Ever since I got back from San Diego, I had never felt sad or upset or depressed or any hint of any negative emotion. Well except for anger, but hey, you need that! Maybe it was wired into you and everyone, because you can't afford to be sad or crying when you're on the battlefield. People around you will die. You could end up killing people. You had to suck it up and realize it was a part of life. So anyways its a weird feeling right now, part of me just wants to let everything wash over me and be sad and emotional for a while, but I also want to just maintain the dont care shit happens thats life attitude I've had. I think one of my parents deaths would be easier to handle than this, because that would be a sure thing and over with, whereas I don't even have a clue of where to start or confront my dad or my mom or...hah even what to say about the whole situation. I guess it's just hard not being able to control this thing.

So that's my rambling and shit. Feels nice to sort of get it off my chest, even though it just happened.

I guess I'll end this off on a positive note seeing as it is an update and all.

I think I've made a great network of people for the future. My boss has told me repeatedly how he thinks the world of me, how I'm just awesome, and so on about my work. He said he's never in his life at albertsons (14 years yo!) seen a manager do such great work, as well as balance the safe every night.

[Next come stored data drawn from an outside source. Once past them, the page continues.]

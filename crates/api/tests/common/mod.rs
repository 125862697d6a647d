//! Shared helpers for API integration tests.
//!
//! Requests are sent straight to the router via `tower::ServiceExt::oneshot`,
//! no TCP listener involved, through the exact middleware stack production
//! uses.

#![allow(dead_code)]

use std::sync::Arc;

use axum::body::Body;
use axum::http::{header, Method, Request};
use axum::response::Response;
use axum::Router;
use http_body_util::BodyExt;
use sqlx::PgPool;
use tower::ServiceExt;

use fittogether_api::config::ServerConfig;
use fittogether_api::router::build_app_router;
use fittogether_api::state::AppState;

/// Build a test `ServerConfig` with safe defaults.
pub fn test_config() -> ServerConfig {
    ServerConfig {
        host: "127.0.0.1".to_string(),
        port: 0,
        cors_origins: vec!["http://localhost:5173".to_string()],
        request_timeout_secs: 30,
    }
}

/// Build the full application router with all middleware layers, using the
/// given database pool.
pub fn build_test_app(pool: PgPool) -> Router {
    let config = test_config();
    let state = AppState {
        pool,
        config: Arc::new(config.clone()),
    };
    build_app_router(state, &config)
}

async fn send(app: Router, method: Method, uri: &str, body: Option<serde_json::Value>) -> Response {
    let request = match body {
        Some(json) => Request::builder()
            .method(method)
            .uri(uri)
            .header(header::CONTENT_TYPE, "application/json")
            .body(Body::from(json.to_string()))
            .unwrap(),
        None => Request::builder()
            .method(method)
            .uri(uri)
            .body(Body::empty())
            .unwrap(),
    };
    app.oneshot(request).await.unwrap()
}

pub async fn get(app: Router, uri: &str) -> Response {
    send(app, Method::GET, uri, None).await
}

pub async fn post_json(app: Router, uri: &str, body: serde_json::Value) -> Response {
    send(app, Method::POST, uri, Some(body)).await
}

pub async fn post(app: Router, uri: &str) -> Response {
    send(app, Method::POST, uri, None).await
}

pub async fn put_json(app: Router, uri: &str, body: serde_json::Value) -> Response {
    send(app, Method::PUT, uri, Some(body)).await
}

pub async fn patch_json(app: Router, uri: &str, body: serde_json::Value) -> Response {
    send(app, Method::PATCH, uri, Some(body)).await
}

pub async fn delete(app: Router, uri: &str) -> Response {
    send(app, Method::DELETE, uri, None).await
}

/// Collect a response body and parse it as JSON.
pub async fn body_json(response: Response) -> serde_json::Value {
    let bytes = response.into_body().collect().await.unwrap().to_bytes();
    serde_json::from_slice(&bytes).unwrap()
}
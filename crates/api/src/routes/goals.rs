//! Route definitions for the `/goals` resource.

use axum::routing::get;
use axum::Router;

use crate::handlers::goal;
use crate::state::AppState;

/// Routes mounted at `/goals`.
///
/// ```text
/// GET    /       -> list
/// POST   /       -> create
/// GET    /{id}   -> get_by_id
/// DELETE /{id}   -> delete
/// ```
pub fn router() -> Router<AppState> {
    Router::new()
        .route("/", get(goal::list).post(goal::create))
        .route("/{id}", get(goal::get_by_id).delete(goal::delete))
}
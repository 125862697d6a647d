//! Database layer for the FitTogether backend.
//!
//! Owns the connection pool, the SQL migrations, the row models and the
//! repository structs. Repositories are the only code that issues queries.

use sqlx::postgres::PgPoolOptions;

pub mod models;
pub mod repositories;

pub type DbPool = sqlx::PgPool;

/// Create a connection pool from a database URL.
pub async fn create_pool(database_url: &str) -> Result<DbPool, sqlx::Error> {
    PgPoolOptions::new()
        .max_connections(20)
        .connect(database_url)
        .await
}

/// Verify the database is reachable with a trivial round-trip query.
pub async fn health_check(pool: &DbPool) -> Result<(), sqlx::Error> {
    sqlx::query("SELECT 1").execute(pool).await?;
    Ok(())
}

/// Apply any pending migrations from the embedded `migrations/` directory.
pub async fn run_migrations(pool: &DbPool) -> Result<(), sqlx::migrate::MigrateError> {
    sqlx::migrate!("./migrations").run(pool).await
}
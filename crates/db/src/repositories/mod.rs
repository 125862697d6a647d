//! Repository layer.
//!
//! Each repository is a zero-sized struct providing async CRUD methods
//! that accept `&PgPool` as the first argument.

pub mod badge_repo;
pub mod challenge_repo;
pub mod goal_repo;
pub mod membership_repo;
pub mod tag_repo;
pub mod user_repo;

pub use badge_repo::BadgeRepo;
pub use challenge_repo::ChallengeRepo;
pub use goal_repo::GoalRepo;
pub use membership_repo::MembershipRepo;
pub use tag_repo::TagRepo;
pub use user_repo::UserRepo;
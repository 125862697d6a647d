use axum::extract::State;
use axum::{routing::get, Json, Router};
use serde::Serialize;

use crate::state::AppState;

/// Health check response payload.
#[derive(Serialize)]
pub struct HealthResponse {
    /// Overall service status.
    pub status: &'static str,
    /// Crate version from Cargo.toml.
    pub version: &'static str,
    /// Whether the database is reachable.
    pub db_healthy: bool,
}

/// GET /health -- returns service and database health.
async fn health_check(State(state): State<AppState>) -> Json<HealthResponse> {
    let db_healthy = fittogether_db::health_check(&state.pool).await.is_ok();

    let status = if db_healthy { "ok" } else { "degraded" };

    Json(HealthResponse {
        status,
        version: env!("CARGO_PKG_VERSION"),
        db_healthy,
    })
}

/// Mount health check routes (intended for root-level, NOT under `/api/v1`).
pub fn router() -> Router<AppState> {
    Router::new().route("/health", get(health_check))
}
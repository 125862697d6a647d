pub mod badges;
pub mod challenges;
pub mod goals;
pub mod health;
pub mod memberships;
pub mod tags;
pub mod users;

use axum::Router;

use crate::state::AppState;

/// Build the `/api/v1` route tree.
///
/// Route hierarchy:
///
/// ```text
/// /users                    user CRUD + UUID identity resolution
/// /challenges               challenge CRUD + tag/goal attachment
/// /memberships              join, leave, flag toggles, membership views
/// /tags                     tag CRUD
/// /goals                    goal CRUD
/// /badges                   badge CRUD + user awards
/// ```
pub fn api_routes() -> Router<AppState> {
    Router::new()
        .nest("/users", users::router())
        .nest("/challenges", challenges::router())
        .nest("/memberships", memberships::router())
        .nest("/tags", tags::router())
        .nest("/goals", goals::router())
        .nest("/badges", badges::router())
}
//! Handlers for the `/badges` resource and the user-badge awards.

use axum::extract::{Path, State};
use axum::http::StatusCode;
use axum::Json;

use fittogether_core::error::CoreError;
use fittogether_core::types::DbId;
use fittogether_db::models::badge::{Badge, CreateBadge};
use fittogether_db::repositories::{BadgeRepo, UserRepo};

use crate::error::{AppError, AppResult};
use crate::handlers::require_non_empty;
use crate::state::AppState;

/// POST /api/v1/badges
pub async fn create(
    State(state): State<AppState>,
    Json(input): Json<CreateBadge>,
) -> AppResult<(StatusCode, Json<Badge>)> {
    require_non_empty("name", &input.name)?;
    let badge = BadgeRepo::create(&state.pool, &input).await?;
    Ok((StatusCode::CREATED, Json(badge)))
}

/// GET /api/v1/badges
pub async fn list(State(state): State<AppState>) -> AppResult<Json<Vec<Badge>>> {
    let badges = BadgeRepo::list(&state.pool).await?;
    Ok(Json(badges))
}

/// GET /api/v1/badges/{id}
pub async fn get_by_id(
    State(state): State<AppState>,
    Path(id): Path<DbId>,
) -> AppResult<Json<Badge>> {
    let badge = BadgeRepo::find_by_id(&state.pool, id)
        .await?
        .ok_or(AppError::Core(CoreError::not_found("Badge", id)))?;
    Ok(Json(badge))
}

/// DELETE /api/v1/badges/{id}
pub async fn delete(State(state): State<AppState>, Path(id): Path<DbId>) -> AppResult<StatusCode> {
    let deleted = BadgeRepo::delete(&state.pool, id).await?;
    if deleted {
        Ok(StatusCode::NO_CONTENT)
    } else {
        Err(AppError::Core(CoreError::not_found("Badge", id)))
    }
}

/// GET /api/v1/badges/user/{user_id}
pub async fn list_for_user(
    State(state): State<AppState>,
    Path(user_id): Path<DbId>,
) -> AppResult<Json<Vec<Badge>>> {
    let badges = BadgeRepo::list_for_user(&state.pool, user_id).await?;
    Ok(Json(badges))
}

/// POST /api/v1/badges/user/{user_id}/{badge_id}
///
/// Award a badge. Both referenced rows are checked before the insert; a
/// duplicate award surfaces as 409 via the unique constraint.
pub async fn award(
    State(state): State<AppState>,
    Path((user_id, badge_id)): Path<(DbId, DbId)>,
) -> AppResult<StatusCode> {
    if UserRepo::find_by_id(&state.pool, user_id).await?.is_none() {
        return Err(AppError::Core(CoreError::not_found("User", user_id)));
    }
    if BadgeRepo::find_by_id(&state.pool, badge_id).await?.is_none() {
        return Err(AppError::Core(CoreError::not_found("Badge", badge_id)));
    }
    BadgeRepo::award(&state.pool, user_id, badge_id).await?;
    Ok(StatusCode::CREATED)
}

/// DELETE /api/v1/badges/user/{user_id}/{badge_id}
pub async fn revoke(
    State(state): State<AppState>,
    Path((user_id, badge_id)): Path<(DbId, DbId)>,
) -> AppResult<StatusCode> {
    let revoked = BadgeRepo::revoke(&state.pool, user_id, badge_id).await?;
    if revoked {
        Ok(StatusCode::NO_CONTENT)
    } else {
        Err(AppError::Core(CoreError::not_found("Badge award", badge_id)))
    }
}
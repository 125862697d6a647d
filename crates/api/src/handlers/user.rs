//! Handlers for the `/users` resource.
//!
//! Users register with an externally issued UUID; `/by-uuid/{uuid}` is the
//! identity-resolution endpoint mapping that UUID to the internal record.

use axum::extract::{Path, State};
use axum::http::StatusCode;
use axum::Json;
use uuid::Uuid;

use fittogether_core::error::CoreError;
use fittogether_core::types::DbId;
use fittogether_db::models::user::{CreateUser, UpdateUser, User};
use fittogether_db::repositories::UserRepo;

use crate::error::{AppError, AppResult};
use crate::handlers::require_non_empty;
use crate::state::AppState;

/// POST /api/v1/users
pub async fn create(
    State(state): State<AppState>,
    Json(input): Json<CreateUser>,
) -> AppResult<(StatusCode, Json<User>)> {
    require_non_empty("name", &input.name)?;
    require_non_empty("username", &input.username)?;
    let user = UserRepo::create(&state.pool, &input).await?;
    Ok((StatusCode::CREATED, Json(user)))
}

/// GET /api/v1/users
pub async fn list(State(state): State<AppState>) -> AppResult<Json<Vec<User>>> {
    let users = UserRepo::list(&state.pool).await?;
    Ok(Json(users))
}

/// GET /api/v1/users/{id}
pub async fn get_by_id(
    State(state): State<AppState>,
    Path(id): Path<DbId>,
) -> AppResult<Json<User>> {
    let user = UserRepo::find_by_id(&state.pool, id)
        .await?
        .ok_or(AppError::Core(CoreError::not_found("User", id)))?;
    Ok(Json(user))
}

/// GET /api/v1/users/by-uuid/{uuid}
///
/// Identity resolution: returns the user row (including the internal
/// numeric id) for an external UUID. Malformed UUIDs are rejected with 400
/// by the path extractor before this handler runs.
pub async fn get_by_uuid(
    State(state): State<AppState>,
    Path(uuid): Path<Uuid>,
) -> AppResult<Json<User>> {
    let user = UserRepo::find_by_uuid(&state.pool, uuid)
        .await?
        .ok_or(AppError::Core(CoreError::not_found_uuid("User", uuid)))?;
    Ok(Json(user))
}

/// PUT /api/v1/users/{id}
pub async fn update(
    State(state): State<AppState>,
    Path(id): Path<DbId>,
    Json(input): Json<UpdateUser>,
) -> AppResult<Json<User>> {
    if let Some(name) = &input.name {
        require_non_empty("name", name)?;
    }
    if let Some(username) = &input.username {
        require_non_empty("username", username)?;
    }
    let user = UserRepo::update(&state.pool, id, &input)
        .await?
        .ok_or(AppError::Core(CoreError::not_found("User", id)))?;
    Ok(Json(user))
}

/// DELETE /api/v1/users/{id}
///
/// Memberships and badge awards cascade with the user.
pub async fn delete(State(state): State<AppState>, Path(id): Path<DbId>) -> AppResult<StatusCode> {
    let deleted = UserRepo::delete(&state.pool, id).await?;
    if deleted {
        Ok(StatusCode::NO_CONTENT)
    } else {
        Err(AppError::Core(CoreError::not_found("User", id)))
    }
}
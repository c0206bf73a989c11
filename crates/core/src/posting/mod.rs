//! Posting rules: policies and the document state machine.

pub mod policy;
pub mod state;

pub use policy::{
    DEFAULT_WARNING_DAYS, FlexiblePolicy, OpenPolicy, PostingPolicy, StrictPolicy, build_policy,
};
pub use state::{DocumentStateMachine, PostTransition, UnpostTransition};
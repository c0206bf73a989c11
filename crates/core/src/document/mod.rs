//! Business documents: the recorders whose postings feed the register.

pub mod capability;
pub mod types;

pub use capability::{PostingContext, Postable, Validatable, VersionLocked};
pub use types::{
    Counterparty, Document, DocumentDraft, DocumentKind, DocumentLine, DocumentStatus,
};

I've had compliments from the store director and grocery manager as well! I got a gift card the other day for my work in saving labor on the front end to make labor for not only the front end but also for the whole store, even when other departments are overspending on labor. So it's great having a bunch of people who are definite references for anything in the future. Now I just have to find a degree that I can excel in just as well and I'll be all set haha!